Los últimos baremos en el precio de compra y alquileres de viviendas estipulan una subida de alrededor de un 20% en los grandes centros urbanos del Estado español, llegando a superar los ratios de precios de 2008, el año del “calentón” definitivo antes del estallido de la burbuja inmobiliaria. El proyecto ganador del concurso que la Junta de Extremadura convocó en 2008 para el palacio de congresos fue firmado por los arquitectos Pancorbo, Villar, Chacón y Martín Robles. La mayoría de ellos tenían prácticamente recién acabada la carrera de arquitectura, y su planteamiento para la propuesta ganadora rezumaba la frescura de una segunda hornada de arquitectos que se aupaba sobre la escuela de profesionales que había pilotado el efecto de los Juegos Olímpicos de 1992.

Extremadura ya contaba con un palacio de congresos en Badajoz, obra del estudio SelgasCano, y los planes para construir otros edificios en Plasencia, Mérida y Cáceres estaban en marcha. No era una tendencia particularmente extremeña; a golpe de fondos europeos, cada provincia del Estado español pretendía crear su propio “polo atractor” mediante una arquitectura de vanguardia.

En 2015, se inauguró en la población de Villanueva de la Serena, provincia de Badajoz, el palacio de congresos de Vegas Altas. La población, de apenas 25.000 habitantes, recibía una infraestructura de primer orden que había costado 10 millones de euros. Los de Serena eran afortunados, ya que la vecina Plasencia, con algo más de 40.000 habitantes, veía cómo su obra de vanguardia, también de los madrileños SelgasCano, pasaba de los 13 millones iniciales a los 21,5 finales, demorándose en su construcción más de once años. En comparación, un equipamiento como el Palacio Euskalduna costó alrededor de 80 millones de euros.

Teniendo en cuenta la fiebre de la construcción de la década del 2000, en la que muchos ayuntamientos se dieron de bruces con una financiación sin demasiadas cortapisas, resulta interesante ver los resultados de aquellos polvos.

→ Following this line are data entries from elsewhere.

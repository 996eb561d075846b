//! # Domain Module
//!
//! Core domain types for the channel layer.

pub mod entities;
pub mod errors;
pub mod events;
pub mod identifiers;
pub mod invariants;
pub mod msgs;
pub mod path;
pub mod value_objects;

pub use entities::*;
pub use errors::*;
pub use events::*;
pub use identifiers::*;
pub use invariants::*;
pub use msgs::*;
pub use path::Path;
pub use value_objects::*;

Mientras que determinados edificios se convertían en poco más que esperpentos vacíos, otros tenían la capacidad de generar espacios interesantes y, junto con una gestión adecuada, servir de referencia. Este es el caso de inmueble Vegas Altas.

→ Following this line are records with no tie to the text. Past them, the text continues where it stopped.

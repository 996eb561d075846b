//! # Channel Handshake
//!
//! Opening and closing handshake.
//!
//! ```text
//! A: ChanOpenInit      ──→ A: INIT
//! B: ChanOpenTry       ──→ B: TRYOPEN     (proves A INIT)
//! A: ChanOpenAck       ──→ A: OPEN        (proves B TRYOPEN)
//! B: ChanOpenConfirm   ──→ B: OPEN        (proves A OPEN)
//! ```
//!
//! When both ends ran `ChanOpenInit` (crossing hellos), `ChanOpenTry` names
//! the local INIT end as `previous_channel_id` and the counterparty may be
//! proven in INIT or TRYOPEN.

use tracing::{debug, info};

use crate::domain::{
    ChannelEnd, ChannelError, ChannelEvent, ChannelId, ConnectionEnd, ConnectionId,
    Counterparty, MsgChannelCloseConfirm, MsgChannelCloseInit, MsgChannelOpenAck,
    MsgChannelOpenConfirm, MsgChannelOpenInit, MsgChannelOpenTry, PortId, Sequence, State,
};

use super::context::ExecutionContext;

/// Result of a channel allocation: identifier, version and whether a new
/// channel capability must be bound once the transaction commits.
#[derive(Clone, Debug, PartialEq, Eq)]
pub struct Allocated {
    /// Local channel identifier.
    pub channel_id: ChannelId,
    /// Version recorded.
    pub version: String,
    /// A new channel end was created.
    pub is_new: bool,
}

pub(crate) fn counterparty_connection_id(
    connection: &ConnectionEnd,
    id: &ConnectionId,
) -> Result<ConnectionId, ChannelError> {
    connection
        .counterparty_connection_id
        .clone()
        .ok_or_else(|| ChannelError::ConnectionNotOpen(id.clone()))
}

fn allocate_channel_id(
    ctx: &mut ExecutionContext<'_>,
    port_id: &PortId,
) -> Result<ChannelId, ChannelError> {
    let counter = ctx.store.next_channel_sequence()?;
    let channel_id = ChannelId::with_prefix(&ctx.config.channel_id_prefix, counter);
    if ctx.capabilities.is_bound(port_id, &channel_id) {
        return Err(ChannelError::CapabilityAlreadyBound {
            port_id: port_id.clone(),
            channel_id,
        });
    }
    ctx.store.set_next_channel_sequence(counter + 1);
    Ok(channel_id)
}

fn init_sequences(ctx: &mut ExecutionContext<'_>, port_id: &PortId, channel_id: &ChannelId) {
    let first = Sequence::from(1);
    ctx.store.set_next_sequence_send(port_id, channel_id, first);
    ctx.store.set_next_sequence_recv(port_id, channel_id, first);
    ctx.store.set_next_sequence_ack(port_id, channel_id, first);
}

/// `ChanOpenInit`: UNINITIALIZED -> INIT.
pub fn chan_open_init(
    ctx: &mut ExecutionContext<'_>,
    msg: &MsgChannelOpenInit,
) -> Result<Allocated, ChannelError> {
    msg.validate_basic()?;
    ctx.validate_hops(&msg.connection_hops)?;
    ctx.validate_version(&msg.version)?;
    ctx.authenticate_port(&msg.port_id)?;
    ctx.open_connection(&msg.connection_hops[0])?;

    let channel_id = allocate_channel_id(ctx, &msg.port_id)?;
    let counterparty = Counterparty::new(msg.counterparty_port_id.clone(), None);

    let version = ctx.module(&msg.port_id)?.on_chan_open_init(
        msg.ordering,
        &msg.connection_hops,
        &msg.port_id,
        &channel_id,
        &counterparty,
        &msg.version,
    )?;
    ctx.validate_version(&version)?;

    let mut channel = ChannelEnd::new(
        State::Uninitialized,
        msg.ordering,
        counterparty,
        msg.connection_hops.clone(),
        version.clone(),
    );
    channel.transition(State::Init)?;
    ctx.store.set_channel(&msg.port_id, &channel_id, &channel)?;
    init_sequences(ctx, &msg.port_id, &channel_id);

    ctx.emit(ChannelEvent::OpenInit {
        port_id: msg.port_id.clone(),
        channel_id: channel_id.clone(),
        counterparty_port_id: msg.counterparty_port_id.clone(),
        connection_id: msg.connection_hops[0].clone(),
        version: version.clone(),
    });
    info!(
        port = %msg.port_id,
        channel = %channel_id,
        "[qc-15] Channel open init ({})", msg.ordering
    );

    Ok(Allocated {
        channel_id,
        version,
        is_new: true,
    })
}

/// `ChanOpenTry`: UNINITIALIZED (or INIT, crossing hellos) -> TRYOPEN.
pub fn chan_open_try(
    ctx: &mut ExecutionContext<'_>,
    msg: &MsgChannelOpenTry,
) -> Result<Allocated, ChannelError> {
    msg.validate_basic()?;
    ctx.validate_hops(&msg.connection_hops)?;
    ctx.validate_version(&msg.counterparty_version)?;
    ctx.authenticate_port(&msg.port_id)?;

    let connection_id = &msg.connection_hops[0];
    let connection = ctx.open_connection(connection_id)?;
    let counterparty_connection = counterparty_connection_id(&connection, connection_id)?;
    let counterparty_channel_id = msg.counterparty.channel_id.clone().ok_or_else(|| {
        ChannelError::CounterpartyMismatch {
            port_id: msg.counterparty.port_id.clone(),
            channel_id: None,
        }
    })?;

    let previous = match &msg.previous_channel_id {
        Some(previous_id) => {
            let previous = ctx.channel_end(&msg.port_id, previous_id)?;
            if previous.state != State::Init {
                return Err(ChannelError::invalid_state(previous_id, "INIT", previous.state));
            }
            if previous.ordering != msg.ordering
                || previous.connection_hops != msg.connection_hops
                || previous.counterparty.port_id != msg.counterparty.port_id
            {
                return Err(ChannelError::InvalidMessage(format!(
                    "previous channel {} does not match the proposed channel",
                    previous_id
                )));
            }
            ctx.authenticate_channel(&msg.port_id, previous_id)?;
            Some((previous_id.clone(), previous))
        }
        None => None,
    };

    let expected_init = ChannelEnd::new(
        State::Init,
        msg.ordering,
        Counterparty::new(msg.port_id.clone(), None),
        vec![counterparty_connection.clone()],
        msg.counterparty_version.clone(),
    );
    let proven = ctx.verify_channel_state(
        &connection,
        msg.proof_height,
        &msg.proof_init,
        &msg.counterparty.port_id,
        &counterparty_channel_id,
        &expected_init,
    );
    match (proven, &previous) {
        (Ok(()), _) => {}
        (Err(_), Some((previous_id, _))) => {
            // The counterparty may already have answered our INIT.
            let expected_try = ChannelEnd::new(
                State::TryOpen,
                msg.ordering,
                Counterparty::new(msg.port_id.clone(), Some(previous_id.clone())),
                vec![counterparty_connection],
                msg.counterparty_version.clone(),
            );
            ctx.verify_channel_state(
                &connection,
                msg.proof_height,
                &msg.proof_init,
                &msg.counterparty.port_id,
                &counterparty_channel_id,
                &expected_try,
            )?;
        }
        (Err(e), None) => return Err(e),
    }

    let (channel_id, mut channel, is_new) = match previous {
        Some((previous_id, previous)) => (previous_id, previous, false),
        None => {
            let channel_id = allocate_channel_id(ctx, &msg.port_id)?;
            let channel = ChannelEnd::new(
                State::Uninitialized,
                msg.ordering,
                msg.counterparty.clone(),
                msg.connection_hops.clone(),
                String::new(),
            );
            (channel_id, channel, true)
        }
    };

    let version = ctx.module(&msg.port_id)?.on_chan_open_try(
        msg.ordering,
        &msg.connection_hops,
        &msg.port_id,
        &channel_id,
        &msg.counterparty,
        &msg.counterparty_version,
    )?;
    ctx.validate_version(&version)?;

    channel.counterparty = msg.counterparty.clone();
    channel.version = version.clone();
    channel.transition(State::TryOpen)?;
    ctx.store.set_channel(&msg.port_id, &channel_id, &channel)?;
    if is_new {
        init_sequences(ctx, &msg.port_id, &channel_id);
    }

    ctx.emit(ChannelEvent::OpenTry {
        port_id: msg.port_id.clone(),
        channel_id: channel_id.clone(),
        counterparty_port_id: msg.counterparty.port_id.clone(),
        counterparty_channel_id,
        connection_id: connection_id.clone(),
        version: version.clone(),
    });
    info!(
        port = %msg.port_id,
        channel = %channel_id,
        crossing_hellos = !is_new,
        "[qc-15] Channel open try"
    );

    Ok(Allocated {
        channel_id,
        version,
        is_new,
    })
}

/// `ChanOpenAck`: INIT or TRYOPEN -> OPEN.
pub fn chan_open_ack(
    ctx: &mut ExecutionContext<'_>,
    msg: &MsgChannelOpenAck,
) -> Result<(), ChannelError> {
    msg.validate_basic()?;
    ctx.validate_version(&msg.counterparty_version)?;

    let mut channel = ctx.channel_end(&msg.port_id, &msg.channel_id)?;
    if !matches!(channel.state, State::Init | State::TryOpen) {
        return Err(ChannelError::invalid_state(
            &msg.channel_id,
            "INIT or TRYOPEN",
            channel.state,
        ));
    }
    if let Some(existing) = &channel.counterparty.channel_id {
        if existing != &msg.counterparty_channel_id {
            return Err(ChannelError::CounterpartyMismatch {
                port_id: channel.counterparty.port_id.clone(),
                channel_id: Some(msg.counterparty_channel_id.clone()),
            });
        }
    }
    ctx.authenticate_channel(&msg.port_id, &msg.channel_id)?;

    let connection = ctx.channel_connection(&channel)?;
    let connection_id = channel.connection_hops[0].clone();
    let expected = ChannelEnd::new(
        State::TryOpen,
        channel.ordering,
        Counterparty::new(msg.port_id.clone(), Some(msg.channel_id.clone())),
        vec![counterparty_connection_id(&connection, &connection_id)?],
        msg.counterparty_version.clone(),
    );
    ctx.verify_channel_state(
        &connection,
        msg.proof_height,
        &msg.proof_try,
        &channel.counterparty.port_id,
        &msg.counterparty_channel_id,
        &expected,
    )?;

    ctx.module(&msg.port_id)?.on_chan_open_ack(
        &msg.port_id,
        &msg.channel_id,
        &msg.counterparty_channel_id,
        &msg.counterparty_version,
    )?;

    channel.version = msg.counterparty_version.clone();
    channel.counterparty.channel_id = Some(msg.counterparty_channel_id.clone());
    channel.transition(State::Open)?;
    ctx.store.set_channel(&msg.port_id, &msg.channel_id, &channel)?;

    ctx.emit(ChannelEvent::OpenAck {
        port_id: msg.port_id.clone(),
        channel_id: msg.channel_id.clone(),
        counterparty_channel_id: msg.counterparty_channel_id.clone(),
    });
    info!(port = %msg.port_id, channel = %msg.channel_id, "[qc-15] Channel open ack");
    Ok(())
}

/// `ChanOpenConfirm`: TRYOPEN -> OPEN.
pub fn chan_open_confirm(
    ctx: &mut ExecutionContext<'_>,
    msg: &MsgChannelOpenConfirm,
) -> Result<(), ChannelError> {
    msg.validate_basic()?;

    let mut channel = ctx.channel_end(&msg.port_id, &msg.channel_id)?;
    if channel.state != State::TryOpen {
        return Err(ChannelError::invalid_state(&msg.channel_id, "TRYOPEN", channel.state));
    }
    ctx.authenticate_channel(&msg.port_id, &msg.channel_id)?;

    let connection = ctx.channel_connection(&channel)?;
    let counterparty_channel_id = counterparty_channel(&channel)?;
    let connection_id = channel.connection_hops[0].clone();
    let expected = ChannelEnd::new(
        State::Open,
        channel.ordering,
        Counterparty::new(msg.port_id.clone(), Some(msg.channel_id.clone())),
        vec![counterparty_connection_id(&connection, &connection_id)?],
        channel.version.clone(),
    );
    ctx.verify_channel_state(
        &connection,
        msg.proof_height,
        &msg.proof_ack,
        &channel.counterparty.port_id,
        &counterparty_channel_id,
        &expected,
    )?;

    ctx.module(&msg.port_id)?
        .on_chan_open_confirm(&msg.port_id, &msg.channel_id)?;

    channel.transition(State::Open)?;
    ctx.store.set_channel(&msg.port_id, &msg.channel_id, &channel)?;

    ctx.emit(ChannelEvent::OpenConfirm {
        port_id: msg.port_id.clone(),
        channel_id: msg.channel_id.clone(),
    });
    info!(port = %msg.port_id, channel = %msg.channel_id, "[qc-15] Channel open confirm");
    Ok(())
}

/// `ChanCloseInit`: OPEN -> CLOSED.
pub fn chan_close_init(
    ctx: &mut ExecutionContext<'_>,
    msg: &MsgChannelCloseInit,
) -> Result<(), ChannelError> {
    msg.validate_basic()?;

    let mut channel = ctx.channel_end(&msg.port_id, &msg.channel_id)?;
    ctx.authenticate_channel(&msg.port_id, &msg.channel_id)?;
    if channel.state != State::Open {
        debug!(
            "[qc-15] Close init rejected for {}/{}: channel is {}",
            msg.port_id, msg.channel_id, channel.state
        );
        return Err(ChannelError::invalid_state(&msg.channel_id, "OPEN", channel.state));
    }
    ctx.channel_connection(&channel)?;

    ctx.module(&msg.port_id)?
        .on_chan_close_init(&msg.port_id, &msg.channel_id)?;

    channel.transition(State::Closed)?;
    ctx.store.set_channel(&msg.port_id, &msg.channel_id, &channel)?;

    ctx.emit(ChannelEvent::CloseInit {
        port_id: msg.port_id.clone(),
        channel_id: msg.channel_id.clone(),
    });
    info!(port = %msg.port_id, channel = %msg.channel_id, "[qc-15] Channel close init");
    Ok(())
}

/// `ChanCloseConfirm`: OPEN -> CLOSED after the counterparty closed.
pub fn chan_close_confirm(
    ctx: &mut ExecutionContext<'_>,
    msg: &MsgChannelCloseConfirm,
) -> Result<(), ChannelError> {
    msg.validate_basic()?;

    let mut channel = ctx.channel_end(&msg.port_id, &msg.channel_id)?;
    ctx.authenticate_channel(&msg.port_id, &msg.channel_id)?;
    if channel.state != State::Open {
        return Err(ChannelError::invalid_state(&msg.channel_id, "OPEN", channel.state));
    }

    let connection = ctx.channel_connection(&channel)?;
    let counterparty_channel_id = counterparty_channel(&channel)?;
    let connection_id = channel.connection_hops[0].clone();
    let expected = ChannelEnd::new(
        State::Closed,
        channel.ordering,
        Counterparty::new(msg.port_id.clone(), Some(msg.channel_id.clone())),
        vec![counterparty_connection_id(&connection, &connection_id)?],
        channel.version.clone(),
    );
    ctx.verify_channel_state(
        &connection,
        msg.proof_height,
        &msg.proof_init,
        &channel.counterparty.port_id,
        &counterparty_channel_id,
        &expected,
    )?;

    ctx.module(&msg.port_id)?
        .on_chan_close_confirm(&msg.port_id, &msg.channel_id)?;

    channel.transition(State::Closed)?;
    ctx.store.set_channel(&msg.port_id, &msg.channel_id, &channel)?;

    ctx.emit(ChannelEvent::CloseConfirm {
        port_id: msg.port_id.clone(),
        channel_id: msg.channel_id.clone(),
    });
    info!(port = %msg.port_id, channel = %msg.channel_id, "[qc-15] Channel close confirm");
    Ok(())
}

/// Counterparty channel identifier of an end past INIT.
pub(crate) fn counterparty_channel(channel: &ChannelEnd) -> Result<ChannelId, ChannelError> {
    channel
        .counterparty
        .channel_id
        .clone()
        .ok_or_else(|| ChannelError::CounterpartyMismatch {
            port_id: channel.counterparty.port_id.clone(),
            channel_id: None,
        })
}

El edificio que analizamos hoy tiene una evidente virtud: no quiere imponerse al paisaje de la Serena. Aparentemente, ante nosotros aparece un cubo colocado en un pequeño promontorio cercano a una plaza que desciende hacia unos soportales. El promontorio eleva ligeramente el terreno, y sobre él aparecen una serie de bancales de vegetación, dispuestos de modo que recuerdan el campo que aparece ante nosotros.

Al acercarnos, poco a poco descubrimos que muchos de esos bancales no son sino lucernarios camuflados, que introducen la luz dentro del edificio.

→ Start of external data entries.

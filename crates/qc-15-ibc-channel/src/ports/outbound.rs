//! # Outbound Ports
//!
//! Traits for the collaborators the channel keeper depends on: the persisted
//! store, the light client proof oracle, the capability keeper, and the
//! applications bound to ports.

use crate::algorithms::intersect_versions;
use crate::domain::{
    Acknowledgement, CapabilityToken, ChannelError, ChannelId, ClientId, CommitmentProof,
    ConnectionId, Counterparty, Height, Order, Packet, Path, PortId, ProofError, RecvOutcome,
    StoreError, Timestamp,
};

/// Abstract interface for key-value storage operations.
pub trait KeyValueStore: Send + Sync {
    /// Get a value by key.
    fn get(&self, key: &[u8]) -> Result<Option<Vec<u8>>, StoreError>;

    /// Put a key-value pair.
    fn put(&mut self, key: &[u8], value: &[u8]) -> Result<(), StoreError>;

    /// Delete a key.
    fn delete(&mut self, key: &[u8]) -> Result<(), StoreError>;

    /// Execute an atomic batch write. Either every operation is applied or none.
    fn atomic_batch_write(&mut self, operations: Vec<BatchOperation>) -> Result<(), StoreError>;

    /// Check if a key exists.
    fn exists(&self, key: &[u8]) -> Result<bool, StoreError> {
        Ok(self.get(key)?.is_some())
    }
}

/// Batch operation for atomic writes.
#[derive(Debug, Clone, PartialEq, Eq)]
pub enum BatchOperation {
    /// Put a key-value pair.
    Put {
        /// Key
        key: Vec<u8>,
        /// Value
        value: Vec<u8>,
    },
    /// Delete a key.
    Delete {
        /// Key
        key: Vec<u8>,
    },
}

impl BatchOperation {
    /// Create a Put operation.
    pub fn put(key: impl Into<Vec<u8>>, value: impl Into<Vec<u8>>) -> Self {
        BatchOperation::Put {
            key: key.into(),
            value: value.into(),
        }
    }

    /// Create a Delete operation.
    pub fn delete(key: impl Into<Vec<u8>>) -> Self {
        BatchOperation::Delete { key: key.into() }
    }
}

/// Light client proof oracle for the counterparty chain.
///
/// Proofs are checked against the consensus root the client stored for
/// `height`; the oracle never looks at local state.
pub trait ProofVerifier: Send + Sync {
    /// Latest counterparty height known to the client.
    fn latest_height(&self, client_id: &ClientId) -> Result<Height, ProofError>;

    /// Counterparty block time at `height`.
    fn consensus_timestamp(&self, client_id: &ClientId, height: Height)
        -> Result<Timestamp, ProofError>;

    /// Prove that `path` holds exactly `value` on the counterparty.
    fn verify_membership(
        &self,
        client_id: &ClientId,
        height: Height,
        proof: &CommitmentProof,
        path: &Path,
        value: &[u8],
    ) -> Result<(), ProofError>;

    /// Prove that `path` is absent on the counterparty.
    fn verify_non_membership(
        &self,
        client_id: &ClientId,
        height: Height,
        proof: &CommitmentProof,
        path: &Path,
    ) -> Result<(), ProofError>;
}

/// Capability keeper: exclusive ownership of ports and channel ends.
pub trait CapabilityAdapter: Send + Sync {
    /// Issue the capability for a port. Fails if the port is already bound.
    fn bind_port(&mut self, port_id: &PortId) -> Result<CapabilityToken, ChannelError>;

    /// Does `token` own `port_id`?
    fn authenticate_port(&self, token: &CapabilityToken, port_id: &PortId) -> bool;

    /// Issue the capability for a channel end. Fails if already bound.
    fn bind_new(
        &mut self,
        port_id: &PortId,
        channel_id: &ChannelId,
    ) -> Result<CapabilityToken, ChannelError>;

    /// Does `token` own the channel end?
    fn authenticate(&self, token: &CapabilityToken, port_id: &PortId, channel_id: &ChannelId)
        -> bool;

    /// Has a capability been issued for the channel end?
    fn is_bound(&self, port_id: &PortId, channel_id: &ChannelId) -> bool;
}

/// Application callbacks, one implementation per application bound to a port.
///
/// Handshake and upgrade callbacks may veto by returning an error. Packet
/// callbacks report application failures through the acknowledgement.
pub trait ChannelModule: Send + Sync {
    /// Chain opening a channel. Returns the version to record.
    fn on_chan_open_init(
        &mut self,
        order: Order,
        connection_hops: &[ConnectionId],
        port_id: &PortId,
        channel_id: &ChannelId,
        counterparty: &Counterparty,
        version: &str,
    ) -> Result<String, ChannelError>;

    /// Chain answering a counterparty `ChanOpenInit`. Returns the version to record.
    fn on_chan_open_try(
        &mut self,
        order: Order,
        connection_hops: &[ConnectionId],
        port_id: &PortId,
        channel_id: &ChannelId,
        counterparty: &Counterparty,
        counterparty_version: &str,
    ) -> Result<String, ChannelError>;

    /// Initiator learns the counterparty's version.
    fn on_chan_open_ack(
        &mut self,
        port_id: &PortId,
        channel_id: &ChannelId,
        counterparty_channel_id: &ChannelId,
        counterparty_version: &str,
    ) -> Result<(), ChannelError>;

    /// Answering end is open.
    fn on_chan_open_confirm(
        &mut self,
        port_id: &PortId,
        channel_id: &ChannelId,
    ) -> Result<(), ChannelError>;

    /// Local close requested.
    fn on_chan_close_init(
        &mut self,
        _port_id: &PortId,
        _channel_id: &ChannelId,
    ) -> Result<(), ChannelError> {
        Ok(())
    }

    /// Counterparty closed.
    fn on_chan_close_confirm(
        &mut self,
        _port_id: &PortId,
        _channel_id: &ChannelId,
    ) -> Result<(), ChannelError> {
        Ok(())
    }

    /// Process an incoming packet.
    fn on_recv_packet(&mut self, packet: &Packet) -> RecvOutcome;

    /// The counterparty acknowledged a packet we sent.
    fn on_acknowledgement_packet(
        &mut self,
        packet: &Packet,
        acknowledgement: &Acknowledgement,
    ) -> Result<(), ChannelError>;

    /// A packet we sent timed out.
    fn on_timeout_packet(&mut self, packet: &Packet) -> Result<(), ChannelError>;

    /// A deferred acknowledgement for `packet` is about to be committed.
    /// Returns the acknowledgement to store; middleware wraps it here.
    fn on_write_acknowledgement(
        &mut self,
        _packet: &Packet,
        acknowledgement: Acknowledgement,
    ) -> Result<Acknowledgement, ChannelError> {
        Ok(acknowledgement)
    }

    /// Local upgrade proposal. Returns the (possibly adjusted) proposed version.
    fn on_chan_upgrade_init(
        &mut self,
        _port_id: &PortId,
        _channel_id: &ChannelId,
        _order: Order,
        _connection_hops: &[ConnectionId],
        version: &str,
    ) -> Result<String, ChannelError> {
        Ok(version.to_string())
    }

    /// Crossing hellos with different proposals: the version both `ours`
    /// and `theirs` accept, as a proposal this application understands.
    /// `None` when they have nothing in common.
    fn intersect_upgrade_versions(&self, ours: &str, theirs: &str) -> Option<String> {
        let common = intersect_versions(ours, theirs);
        if common.is_empty() {
            None
        } else {
            Some(common.join(","))
        }
    }

    /// Counterparty upgrade proposal. Returns the version this end accepts.
    fn on_chan_upgrade_try(
        &mut self,
        _port_id: &PortId,
        _channel_id: &ChannelId,
        _order: Order,
        _connection_hops: &[ConnectionId],
        counterparty_version: &str,
    ) -> Result<String, ChannelError> {
        Ok(counterparty_version.to_string())
    }

    /// Counterparty accepted our proposal with `counterparty_version`.
    fn on_chan_upgrade_ack(
        &mut self,
        _port_id: &PortId,
        _channel_id: &ChannelId,
        _counterparty_version: &str,
    ) -> Result<(), ChannelError> {
        Ok(())
    }

    /// The upgrade completed; the channel now runs with these parameters.
    fn on_chan_upgrade_open(
        &mut self,
        _port_id: &PortId,
        _channel_id: &ChannelId,
        _order: Order,
        _connection_hops: &[ConnectionId],
        _version: &str,
    ) {
    }
    /// The transaction that ran the callbacks since the last commit or
    /// rollback was persisted.
    fn on_commit(&mut self) {}

    /// The transaction that ran the callbacks since the last commit or
    /// rollback was dropped. Side effects staged by those callbacks must
    /// be discarded.
    fn on_rollback(&mut self) {}
}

El cubo compone el espacio necesario para todo el entramado de tramoyas que un escenario de 800 personas necesita, y es un elemento común en este tipo de proyectos: el mismo espacio que se tiene de altura de escenario, se necesita sobre él, para poder subir y bajar los elementos escénicos. Este detalle, aparentemente estético, es determinante para describir y valorar todos y cada uno de los proyectos de teatros o salas de conciertos. Es por eso que es de agradecer el gesto de “enterrar” el edificio, para que ese volumen que se expele no rivalice con el paisaje.

Y es que el palacio de congresos se coloca en la última parcela urbana del municipio, en ese lugar extraño que el planeamiento urbanístico considera urbano, pero que en realidad no lo es. En otros casos, este tipo de edificios pretende erigirse como “faros” en el horizonte, destacando bien por su volumen, bien por su color. En el de Villanueva, el cubo aparece forrado de una piel compuesta por maromas, cuerdas trenzadas de gran diámetro, que tamizan la luz que entra en el volumen.

El edificio es producto de su tiempo tanto por su estilo, enraizado en la nueva forma del milenio, pero también es testigo de un momento en el que numerosos proyectos de arquitectura respondían a un flujo de capital público y, con algo parecido a lanzar un dado al azar, en ocasiones con fortuna y respeto, en ocasiones con una patada en la puerta.